** Opening Exercise input block **
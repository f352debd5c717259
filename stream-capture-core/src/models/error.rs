use thiserror::Error;

/// Errors that can occur during stream capture operations.
///
/// Engine-side failures (`InvalidInput`, `EngineRejected`, `EngineFault`) are
/// recorded as the failure reason of a session and surfaced through its
/// status. `AlreadyStarted` and `Disposed` signal misuse of an orchestrator
/// and are the only variants returned from `start`.
#[derive(Debug, Error, Clone, PartialEq, Eq)]
pub enum CaptureError {
    #[error("invalid input: {0}")]
    InvalidInput(String),

    #[error("engine rejected capture: {0}")]
    EngineRejected(String),

    #[error("engine fault: {0}")]
    EngineFault(String),

    #[error("capture already started")]
    AlreadyStarted,

    #[error("capture session disposed")]
    Disposed,

    #[error("configuration failed: {0}")]
    Configuration(String),
}

#[cfg(test)]
mod tests {
    use super::*;

    #[test]
    fn messages_carry_detail() {
        let err = CaptureError::EngineRejected("engine declined playback".into());
        assert_eq!(err.to_string(), "engine rejected capture: engine declined playback");
    }
}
** Closing Exercise input block **
Work item: Print the entries exactly.

Output of the exercise:
repository f352debd5c717259
filename stream-capture-core/src/models/error.rs
use thiserror::Error;

/// Errors that can occur during stream capture operations.
///
/// Engine-side failures (`InvalidInput`, `EngineRejected`, `EngineFault`) are
/// recorded as the failure reason of a session and surfaced through its
/// status. `AlreadyStarted` and `Disposed` signal misuse of an orchestrator
/// and are the only variants returned from `start`.
#[derive(Debug, Error, Clone, PartialEq, Eq)]
pub enum CaptureError {
    #[error("invalid input: {0}")]
    InvalidInput(String),

    #[error("engine rejected capture: {0}")]
    EngineRejected(String),

    #[error("engine fault: {0}")]
    EngineFault(String),

    #[error("capture already started")]
    AlreadyStarted,

    #[error("capture session disposed")]
    Disposed,

    #[error("configuration failed: {0}")]
    Configuration(String),
}

#[cfg(test)]
mod tests {
    use super::*;

    #[test]
    fn messages_carry_detail() {
        let err = CaptureError::EngineRejected("engine declined playback".into());
        assert_eq!(err.to_string(), "engine rejected capture: engine declined playback");
    }
}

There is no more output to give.